## DESCRIPTION OF THE TASK:
Search the records below for the word "attaches", then return every line where it appears.
[[ SUPPLIED DATA open ]]
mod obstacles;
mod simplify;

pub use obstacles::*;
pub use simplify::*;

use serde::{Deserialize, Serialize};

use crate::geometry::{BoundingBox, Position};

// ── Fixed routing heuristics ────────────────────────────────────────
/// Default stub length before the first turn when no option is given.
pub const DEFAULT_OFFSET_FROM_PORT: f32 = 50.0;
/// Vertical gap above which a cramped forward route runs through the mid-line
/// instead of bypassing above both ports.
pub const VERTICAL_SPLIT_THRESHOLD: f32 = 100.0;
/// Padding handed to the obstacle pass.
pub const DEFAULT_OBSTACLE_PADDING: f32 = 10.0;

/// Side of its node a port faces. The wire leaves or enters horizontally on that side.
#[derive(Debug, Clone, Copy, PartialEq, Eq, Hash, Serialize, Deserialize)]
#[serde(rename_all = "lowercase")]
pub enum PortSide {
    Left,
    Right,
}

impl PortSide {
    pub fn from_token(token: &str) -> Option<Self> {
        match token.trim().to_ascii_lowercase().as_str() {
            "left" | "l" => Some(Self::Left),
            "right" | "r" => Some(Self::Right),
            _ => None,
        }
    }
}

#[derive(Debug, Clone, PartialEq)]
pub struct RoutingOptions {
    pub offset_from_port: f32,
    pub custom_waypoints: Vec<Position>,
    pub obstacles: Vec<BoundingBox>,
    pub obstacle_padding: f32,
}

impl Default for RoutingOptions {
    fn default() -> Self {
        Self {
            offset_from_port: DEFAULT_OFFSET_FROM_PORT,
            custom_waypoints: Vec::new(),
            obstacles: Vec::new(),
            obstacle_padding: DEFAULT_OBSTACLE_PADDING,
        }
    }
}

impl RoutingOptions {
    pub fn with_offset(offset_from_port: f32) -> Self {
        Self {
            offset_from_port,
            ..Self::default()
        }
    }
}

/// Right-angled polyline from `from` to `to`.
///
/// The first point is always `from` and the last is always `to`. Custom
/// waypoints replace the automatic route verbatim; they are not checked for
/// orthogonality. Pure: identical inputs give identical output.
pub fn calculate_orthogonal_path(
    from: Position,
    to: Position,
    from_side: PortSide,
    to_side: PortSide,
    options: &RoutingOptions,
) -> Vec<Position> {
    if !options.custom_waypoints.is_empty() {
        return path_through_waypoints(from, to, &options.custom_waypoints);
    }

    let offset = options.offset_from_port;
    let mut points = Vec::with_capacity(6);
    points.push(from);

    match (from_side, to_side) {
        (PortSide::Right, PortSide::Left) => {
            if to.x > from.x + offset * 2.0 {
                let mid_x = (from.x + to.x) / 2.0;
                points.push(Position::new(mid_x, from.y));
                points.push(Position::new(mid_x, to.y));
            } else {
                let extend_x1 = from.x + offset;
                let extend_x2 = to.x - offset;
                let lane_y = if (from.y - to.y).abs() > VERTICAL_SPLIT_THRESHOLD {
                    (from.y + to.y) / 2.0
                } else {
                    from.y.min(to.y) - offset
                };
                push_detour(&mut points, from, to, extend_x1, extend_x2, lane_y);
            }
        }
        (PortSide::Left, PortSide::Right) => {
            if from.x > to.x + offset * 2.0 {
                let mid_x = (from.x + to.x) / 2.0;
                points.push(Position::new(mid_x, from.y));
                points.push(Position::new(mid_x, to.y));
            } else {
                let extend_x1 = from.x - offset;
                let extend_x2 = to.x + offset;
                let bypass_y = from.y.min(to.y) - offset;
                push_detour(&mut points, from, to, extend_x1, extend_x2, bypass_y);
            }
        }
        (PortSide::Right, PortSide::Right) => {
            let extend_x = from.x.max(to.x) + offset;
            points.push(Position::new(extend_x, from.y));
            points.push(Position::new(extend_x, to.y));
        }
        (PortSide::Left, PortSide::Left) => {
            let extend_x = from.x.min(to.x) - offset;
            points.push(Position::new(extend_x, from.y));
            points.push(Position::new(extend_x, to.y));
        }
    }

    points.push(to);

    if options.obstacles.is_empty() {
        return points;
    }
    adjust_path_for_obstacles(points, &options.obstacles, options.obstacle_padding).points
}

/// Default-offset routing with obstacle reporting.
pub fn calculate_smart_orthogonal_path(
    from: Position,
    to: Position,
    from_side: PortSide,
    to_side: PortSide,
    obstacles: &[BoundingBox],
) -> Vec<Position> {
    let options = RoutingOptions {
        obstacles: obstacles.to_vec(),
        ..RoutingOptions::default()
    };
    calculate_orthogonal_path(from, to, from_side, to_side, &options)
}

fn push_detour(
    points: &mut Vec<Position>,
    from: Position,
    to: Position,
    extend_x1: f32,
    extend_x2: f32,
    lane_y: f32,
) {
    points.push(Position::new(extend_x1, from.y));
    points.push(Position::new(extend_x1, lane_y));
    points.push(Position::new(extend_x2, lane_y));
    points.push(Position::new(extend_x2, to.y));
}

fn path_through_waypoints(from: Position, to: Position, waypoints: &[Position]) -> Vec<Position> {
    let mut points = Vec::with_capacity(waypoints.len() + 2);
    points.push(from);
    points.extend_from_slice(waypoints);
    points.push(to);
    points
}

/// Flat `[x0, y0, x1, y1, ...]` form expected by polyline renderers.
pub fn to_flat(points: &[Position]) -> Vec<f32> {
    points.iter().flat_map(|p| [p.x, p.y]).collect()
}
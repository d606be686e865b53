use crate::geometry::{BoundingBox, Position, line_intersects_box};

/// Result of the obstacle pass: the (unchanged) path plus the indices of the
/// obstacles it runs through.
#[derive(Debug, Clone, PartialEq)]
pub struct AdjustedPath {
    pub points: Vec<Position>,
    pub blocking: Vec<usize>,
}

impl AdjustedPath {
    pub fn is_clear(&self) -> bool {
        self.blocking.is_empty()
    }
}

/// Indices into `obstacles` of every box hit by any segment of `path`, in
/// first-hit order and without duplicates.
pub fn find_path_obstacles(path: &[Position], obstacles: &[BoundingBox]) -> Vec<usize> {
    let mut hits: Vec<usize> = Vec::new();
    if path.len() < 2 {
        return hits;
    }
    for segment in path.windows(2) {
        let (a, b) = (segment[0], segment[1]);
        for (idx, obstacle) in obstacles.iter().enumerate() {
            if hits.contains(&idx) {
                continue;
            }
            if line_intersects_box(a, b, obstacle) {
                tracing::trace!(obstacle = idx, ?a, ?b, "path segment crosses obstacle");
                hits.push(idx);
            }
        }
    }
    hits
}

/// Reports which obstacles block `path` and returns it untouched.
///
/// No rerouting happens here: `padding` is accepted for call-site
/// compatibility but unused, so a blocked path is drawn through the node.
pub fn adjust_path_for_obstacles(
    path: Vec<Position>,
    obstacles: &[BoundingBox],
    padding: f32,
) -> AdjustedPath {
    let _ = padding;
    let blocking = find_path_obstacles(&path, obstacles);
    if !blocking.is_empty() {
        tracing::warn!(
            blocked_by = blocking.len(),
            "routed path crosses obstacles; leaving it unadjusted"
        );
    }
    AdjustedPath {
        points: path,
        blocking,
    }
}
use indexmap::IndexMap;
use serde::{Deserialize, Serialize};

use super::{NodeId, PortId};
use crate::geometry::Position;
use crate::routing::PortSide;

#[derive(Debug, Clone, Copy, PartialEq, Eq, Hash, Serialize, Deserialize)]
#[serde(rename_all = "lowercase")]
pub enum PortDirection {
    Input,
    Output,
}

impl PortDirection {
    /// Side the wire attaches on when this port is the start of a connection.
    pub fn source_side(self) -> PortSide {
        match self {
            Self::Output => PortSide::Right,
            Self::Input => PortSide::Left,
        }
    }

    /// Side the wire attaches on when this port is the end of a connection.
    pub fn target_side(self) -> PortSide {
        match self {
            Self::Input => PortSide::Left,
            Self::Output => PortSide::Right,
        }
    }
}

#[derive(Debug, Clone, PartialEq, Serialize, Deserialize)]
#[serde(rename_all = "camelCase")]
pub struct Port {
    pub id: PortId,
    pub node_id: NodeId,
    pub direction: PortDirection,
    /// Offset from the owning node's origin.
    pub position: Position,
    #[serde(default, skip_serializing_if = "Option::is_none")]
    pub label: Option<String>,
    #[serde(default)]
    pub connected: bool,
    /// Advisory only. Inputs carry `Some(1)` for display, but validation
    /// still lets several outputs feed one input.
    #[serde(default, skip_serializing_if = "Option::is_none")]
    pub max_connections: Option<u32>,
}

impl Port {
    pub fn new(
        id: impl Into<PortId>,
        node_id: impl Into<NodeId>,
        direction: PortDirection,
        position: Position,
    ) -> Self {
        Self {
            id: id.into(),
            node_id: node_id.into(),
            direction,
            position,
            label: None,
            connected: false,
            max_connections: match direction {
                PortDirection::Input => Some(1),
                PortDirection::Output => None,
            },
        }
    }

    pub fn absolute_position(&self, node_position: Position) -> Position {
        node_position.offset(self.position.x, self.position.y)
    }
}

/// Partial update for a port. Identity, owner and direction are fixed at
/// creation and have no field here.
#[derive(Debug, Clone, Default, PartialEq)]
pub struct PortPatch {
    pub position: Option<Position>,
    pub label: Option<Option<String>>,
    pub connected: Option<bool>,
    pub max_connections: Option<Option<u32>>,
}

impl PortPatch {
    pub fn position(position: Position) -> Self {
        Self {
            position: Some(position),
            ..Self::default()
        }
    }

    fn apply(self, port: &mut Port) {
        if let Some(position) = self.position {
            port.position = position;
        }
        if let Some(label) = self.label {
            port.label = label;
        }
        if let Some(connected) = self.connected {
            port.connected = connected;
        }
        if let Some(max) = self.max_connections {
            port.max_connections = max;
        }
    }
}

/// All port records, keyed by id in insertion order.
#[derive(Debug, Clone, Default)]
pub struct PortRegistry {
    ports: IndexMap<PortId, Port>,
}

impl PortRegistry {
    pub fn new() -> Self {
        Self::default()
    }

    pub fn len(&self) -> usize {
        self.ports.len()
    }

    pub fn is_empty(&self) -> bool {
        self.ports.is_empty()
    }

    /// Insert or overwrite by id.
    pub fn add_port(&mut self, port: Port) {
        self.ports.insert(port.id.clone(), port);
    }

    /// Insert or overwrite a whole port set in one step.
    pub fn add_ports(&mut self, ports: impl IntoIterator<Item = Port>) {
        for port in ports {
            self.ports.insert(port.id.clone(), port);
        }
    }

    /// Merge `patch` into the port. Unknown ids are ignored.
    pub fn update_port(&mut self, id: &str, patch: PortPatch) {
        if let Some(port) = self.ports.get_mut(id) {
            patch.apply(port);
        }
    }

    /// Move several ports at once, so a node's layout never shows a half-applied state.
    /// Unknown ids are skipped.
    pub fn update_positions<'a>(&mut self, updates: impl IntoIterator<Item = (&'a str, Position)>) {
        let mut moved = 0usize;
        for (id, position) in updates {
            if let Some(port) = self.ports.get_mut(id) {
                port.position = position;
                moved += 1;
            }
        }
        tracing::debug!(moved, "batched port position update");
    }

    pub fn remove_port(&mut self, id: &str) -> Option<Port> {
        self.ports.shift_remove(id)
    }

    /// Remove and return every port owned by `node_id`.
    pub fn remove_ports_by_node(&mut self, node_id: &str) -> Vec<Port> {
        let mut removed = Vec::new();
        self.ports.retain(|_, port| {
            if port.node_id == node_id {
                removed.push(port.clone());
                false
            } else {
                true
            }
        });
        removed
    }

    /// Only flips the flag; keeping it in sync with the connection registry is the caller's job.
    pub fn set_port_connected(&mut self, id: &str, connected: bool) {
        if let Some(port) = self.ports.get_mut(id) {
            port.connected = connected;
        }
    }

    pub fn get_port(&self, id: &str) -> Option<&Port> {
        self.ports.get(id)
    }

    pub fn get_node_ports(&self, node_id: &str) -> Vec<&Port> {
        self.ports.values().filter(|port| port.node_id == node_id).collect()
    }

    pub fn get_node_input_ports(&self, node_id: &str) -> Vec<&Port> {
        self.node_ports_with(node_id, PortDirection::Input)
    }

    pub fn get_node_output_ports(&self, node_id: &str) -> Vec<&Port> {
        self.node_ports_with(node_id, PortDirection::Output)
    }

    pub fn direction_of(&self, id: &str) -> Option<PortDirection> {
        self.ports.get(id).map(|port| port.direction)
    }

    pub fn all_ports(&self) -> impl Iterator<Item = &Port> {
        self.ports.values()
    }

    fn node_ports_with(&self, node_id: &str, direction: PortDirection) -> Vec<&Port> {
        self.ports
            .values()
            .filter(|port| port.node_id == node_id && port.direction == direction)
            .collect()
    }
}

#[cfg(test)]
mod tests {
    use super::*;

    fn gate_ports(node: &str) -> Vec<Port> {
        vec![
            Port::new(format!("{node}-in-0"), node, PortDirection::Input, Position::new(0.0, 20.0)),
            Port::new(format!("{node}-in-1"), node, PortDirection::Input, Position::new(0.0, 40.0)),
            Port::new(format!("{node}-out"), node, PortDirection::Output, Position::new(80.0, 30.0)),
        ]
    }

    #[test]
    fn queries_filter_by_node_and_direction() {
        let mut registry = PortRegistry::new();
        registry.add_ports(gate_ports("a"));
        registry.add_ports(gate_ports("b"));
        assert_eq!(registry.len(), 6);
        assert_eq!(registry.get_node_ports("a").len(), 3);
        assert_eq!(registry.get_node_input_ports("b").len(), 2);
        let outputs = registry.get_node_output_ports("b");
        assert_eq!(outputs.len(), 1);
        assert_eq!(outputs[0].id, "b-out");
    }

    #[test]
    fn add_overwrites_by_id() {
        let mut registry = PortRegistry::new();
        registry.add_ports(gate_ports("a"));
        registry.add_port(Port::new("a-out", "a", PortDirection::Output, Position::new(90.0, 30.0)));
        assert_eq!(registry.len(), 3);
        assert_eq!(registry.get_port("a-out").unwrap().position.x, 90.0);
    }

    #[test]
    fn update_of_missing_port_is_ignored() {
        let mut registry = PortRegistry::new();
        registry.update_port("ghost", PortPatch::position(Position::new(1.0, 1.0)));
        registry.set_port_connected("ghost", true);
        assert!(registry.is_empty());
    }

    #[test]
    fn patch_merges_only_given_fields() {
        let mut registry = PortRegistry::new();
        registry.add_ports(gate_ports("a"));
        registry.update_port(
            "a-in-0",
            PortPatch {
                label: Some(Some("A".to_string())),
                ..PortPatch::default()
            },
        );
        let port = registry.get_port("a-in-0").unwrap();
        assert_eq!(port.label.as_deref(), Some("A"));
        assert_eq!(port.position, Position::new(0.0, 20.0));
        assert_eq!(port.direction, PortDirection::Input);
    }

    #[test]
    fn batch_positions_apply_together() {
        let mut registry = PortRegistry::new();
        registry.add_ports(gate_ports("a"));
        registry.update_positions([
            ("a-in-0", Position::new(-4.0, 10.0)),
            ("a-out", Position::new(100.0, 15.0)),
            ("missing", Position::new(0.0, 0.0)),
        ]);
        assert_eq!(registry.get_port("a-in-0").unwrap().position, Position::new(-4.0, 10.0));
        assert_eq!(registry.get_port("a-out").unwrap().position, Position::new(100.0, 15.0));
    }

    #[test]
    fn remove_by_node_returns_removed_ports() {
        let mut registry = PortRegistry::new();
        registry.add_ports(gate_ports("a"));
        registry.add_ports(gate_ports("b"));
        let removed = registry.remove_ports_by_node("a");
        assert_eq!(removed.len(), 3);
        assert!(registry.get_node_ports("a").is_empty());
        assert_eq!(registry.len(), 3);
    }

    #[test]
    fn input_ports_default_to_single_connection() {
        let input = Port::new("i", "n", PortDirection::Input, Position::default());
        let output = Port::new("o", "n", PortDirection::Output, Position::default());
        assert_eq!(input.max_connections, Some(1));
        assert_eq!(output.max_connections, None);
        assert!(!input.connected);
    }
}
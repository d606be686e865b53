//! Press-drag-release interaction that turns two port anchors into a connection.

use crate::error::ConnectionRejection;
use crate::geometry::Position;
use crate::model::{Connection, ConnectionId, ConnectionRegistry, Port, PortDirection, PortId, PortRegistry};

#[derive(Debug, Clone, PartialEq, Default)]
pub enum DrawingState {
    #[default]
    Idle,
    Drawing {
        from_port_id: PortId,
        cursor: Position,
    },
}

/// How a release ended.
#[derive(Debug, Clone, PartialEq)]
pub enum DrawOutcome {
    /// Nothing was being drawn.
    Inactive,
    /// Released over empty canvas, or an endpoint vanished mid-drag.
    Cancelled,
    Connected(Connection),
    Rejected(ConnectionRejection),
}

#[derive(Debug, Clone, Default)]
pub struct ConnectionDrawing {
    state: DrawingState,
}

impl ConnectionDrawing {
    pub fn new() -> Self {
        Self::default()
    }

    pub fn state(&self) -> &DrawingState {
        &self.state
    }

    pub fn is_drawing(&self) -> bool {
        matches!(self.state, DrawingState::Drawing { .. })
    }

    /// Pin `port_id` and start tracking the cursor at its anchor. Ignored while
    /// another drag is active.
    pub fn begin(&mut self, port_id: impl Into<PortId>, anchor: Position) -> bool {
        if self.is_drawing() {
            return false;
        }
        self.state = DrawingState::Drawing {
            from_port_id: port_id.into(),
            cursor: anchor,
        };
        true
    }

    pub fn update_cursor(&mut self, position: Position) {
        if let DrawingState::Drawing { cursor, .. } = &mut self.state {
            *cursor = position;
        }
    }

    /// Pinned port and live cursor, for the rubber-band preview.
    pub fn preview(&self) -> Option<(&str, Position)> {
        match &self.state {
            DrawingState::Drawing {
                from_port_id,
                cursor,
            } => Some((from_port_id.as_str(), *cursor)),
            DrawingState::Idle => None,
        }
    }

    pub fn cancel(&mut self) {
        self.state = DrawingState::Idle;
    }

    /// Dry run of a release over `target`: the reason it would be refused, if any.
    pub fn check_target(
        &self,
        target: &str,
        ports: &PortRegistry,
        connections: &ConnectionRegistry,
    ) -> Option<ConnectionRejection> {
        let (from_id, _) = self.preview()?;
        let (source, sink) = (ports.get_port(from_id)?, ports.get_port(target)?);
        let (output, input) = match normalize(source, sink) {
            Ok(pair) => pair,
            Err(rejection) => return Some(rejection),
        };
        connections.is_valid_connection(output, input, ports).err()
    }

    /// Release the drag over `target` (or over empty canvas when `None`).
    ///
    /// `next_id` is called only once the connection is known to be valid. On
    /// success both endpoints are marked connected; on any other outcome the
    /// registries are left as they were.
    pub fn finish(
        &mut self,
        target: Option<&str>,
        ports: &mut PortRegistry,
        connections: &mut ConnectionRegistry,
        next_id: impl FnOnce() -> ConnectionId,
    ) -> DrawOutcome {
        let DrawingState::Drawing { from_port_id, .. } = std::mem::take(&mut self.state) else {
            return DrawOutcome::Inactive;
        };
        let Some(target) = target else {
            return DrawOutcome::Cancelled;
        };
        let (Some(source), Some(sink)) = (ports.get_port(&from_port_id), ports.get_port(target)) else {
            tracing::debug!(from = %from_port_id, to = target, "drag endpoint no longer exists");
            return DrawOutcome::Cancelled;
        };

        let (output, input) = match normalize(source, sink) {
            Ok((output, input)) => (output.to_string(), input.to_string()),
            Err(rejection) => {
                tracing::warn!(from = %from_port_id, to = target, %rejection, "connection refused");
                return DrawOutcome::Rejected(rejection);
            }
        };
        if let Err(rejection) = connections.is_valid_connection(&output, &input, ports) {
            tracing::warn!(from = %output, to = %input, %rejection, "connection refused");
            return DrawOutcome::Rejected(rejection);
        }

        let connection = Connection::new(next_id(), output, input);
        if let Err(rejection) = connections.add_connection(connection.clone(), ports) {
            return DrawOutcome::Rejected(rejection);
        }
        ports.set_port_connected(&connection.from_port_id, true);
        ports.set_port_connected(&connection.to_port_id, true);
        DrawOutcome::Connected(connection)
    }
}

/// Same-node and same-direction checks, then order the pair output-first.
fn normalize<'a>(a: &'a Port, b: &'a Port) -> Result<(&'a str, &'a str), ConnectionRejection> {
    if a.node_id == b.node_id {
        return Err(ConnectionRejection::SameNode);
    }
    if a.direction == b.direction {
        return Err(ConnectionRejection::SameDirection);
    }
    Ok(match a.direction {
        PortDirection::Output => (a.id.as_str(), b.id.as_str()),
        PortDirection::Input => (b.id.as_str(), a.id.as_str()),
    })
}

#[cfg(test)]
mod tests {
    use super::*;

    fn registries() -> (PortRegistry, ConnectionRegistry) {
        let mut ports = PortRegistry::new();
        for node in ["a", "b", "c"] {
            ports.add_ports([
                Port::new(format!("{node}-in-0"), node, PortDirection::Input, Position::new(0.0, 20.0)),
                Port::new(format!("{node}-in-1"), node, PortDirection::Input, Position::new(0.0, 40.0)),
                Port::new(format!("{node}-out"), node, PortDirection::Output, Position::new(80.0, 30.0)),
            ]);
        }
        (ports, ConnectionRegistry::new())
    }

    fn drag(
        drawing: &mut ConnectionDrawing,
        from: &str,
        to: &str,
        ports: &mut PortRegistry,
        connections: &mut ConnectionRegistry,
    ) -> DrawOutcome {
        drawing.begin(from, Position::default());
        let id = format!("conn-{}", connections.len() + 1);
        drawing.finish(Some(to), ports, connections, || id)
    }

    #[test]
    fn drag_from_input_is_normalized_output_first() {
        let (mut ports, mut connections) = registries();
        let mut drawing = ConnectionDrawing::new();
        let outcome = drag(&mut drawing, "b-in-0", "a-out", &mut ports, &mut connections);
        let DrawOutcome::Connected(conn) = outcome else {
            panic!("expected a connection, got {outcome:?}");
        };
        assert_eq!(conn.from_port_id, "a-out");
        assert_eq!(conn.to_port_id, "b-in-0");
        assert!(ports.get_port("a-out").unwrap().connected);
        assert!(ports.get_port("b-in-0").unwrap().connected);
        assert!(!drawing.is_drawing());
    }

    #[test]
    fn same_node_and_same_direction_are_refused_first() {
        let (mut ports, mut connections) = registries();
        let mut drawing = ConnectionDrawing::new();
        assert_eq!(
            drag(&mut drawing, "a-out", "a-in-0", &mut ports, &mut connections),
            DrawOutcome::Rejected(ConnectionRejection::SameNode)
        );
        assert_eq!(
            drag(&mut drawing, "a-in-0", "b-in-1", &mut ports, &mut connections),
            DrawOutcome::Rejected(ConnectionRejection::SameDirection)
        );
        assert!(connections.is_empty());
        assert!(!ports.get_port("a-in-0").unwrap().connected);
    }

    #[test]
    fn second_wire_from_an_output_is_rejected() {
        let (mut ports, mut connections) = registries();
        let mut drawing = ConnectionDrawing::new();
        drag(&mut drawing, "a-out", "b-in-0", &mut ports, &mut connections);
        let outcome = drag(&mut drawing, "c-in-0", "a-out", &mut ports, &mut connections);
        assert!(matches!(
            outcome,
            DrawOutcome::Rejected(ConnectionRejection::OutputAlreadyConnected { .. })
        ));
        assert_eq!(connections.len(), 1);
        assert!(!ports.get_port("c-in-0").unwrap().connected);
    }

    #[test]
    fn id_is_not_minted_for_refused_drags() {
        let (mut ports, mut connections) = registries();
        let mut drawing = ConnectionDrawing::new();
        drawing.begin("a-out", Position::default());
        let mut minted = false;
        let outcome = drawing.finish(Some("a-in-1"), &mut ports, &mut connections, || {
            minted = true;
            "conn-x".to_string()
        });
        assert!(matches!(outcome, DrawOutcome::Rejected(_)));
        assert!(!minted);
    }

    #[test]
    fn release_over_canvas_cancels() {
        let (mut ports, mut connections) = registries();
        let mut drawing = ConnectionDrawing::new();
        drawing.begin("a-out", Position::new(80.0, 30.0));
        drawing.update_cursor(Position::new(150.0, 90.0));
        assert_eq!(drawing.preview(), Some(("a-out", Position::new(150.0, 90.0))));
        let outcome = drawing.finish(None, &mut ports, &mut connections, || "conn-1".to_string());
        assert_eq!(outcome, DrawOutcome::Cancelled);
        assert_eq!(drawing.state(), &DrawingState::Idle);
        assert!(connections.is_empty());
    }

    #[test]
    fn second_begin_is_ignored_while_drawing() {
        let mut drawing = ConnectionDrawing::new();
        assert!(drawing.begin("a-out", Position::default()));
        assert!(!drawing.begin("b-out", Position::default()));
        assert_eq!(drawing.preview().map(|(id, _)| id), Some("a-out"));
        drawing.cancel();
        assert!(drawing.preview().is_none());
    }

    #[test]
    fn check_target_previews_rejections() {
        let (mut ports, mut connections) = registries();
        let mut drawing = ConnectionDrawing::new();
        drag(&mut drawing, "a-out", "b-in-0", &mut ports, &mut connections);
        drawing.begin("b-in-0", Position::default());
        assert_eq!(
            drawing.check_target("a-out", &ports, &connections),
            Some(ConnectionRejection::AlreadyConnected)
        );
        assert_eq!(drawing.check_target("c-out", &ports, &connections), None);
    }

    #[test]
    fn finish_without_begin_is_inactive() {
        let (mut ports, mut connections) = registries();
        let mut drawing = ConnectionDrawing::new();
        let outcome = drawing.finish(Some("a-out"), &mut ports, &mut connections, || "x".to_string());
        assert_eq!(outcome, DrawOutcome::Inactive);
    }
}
[[ SUPPLIED DATA closed ]]
## ANSWER SPACE:
    /// Side the wire attaches on when this port is the start of a connection.
    /// Side the wire attaches on when this port is the end of a connection.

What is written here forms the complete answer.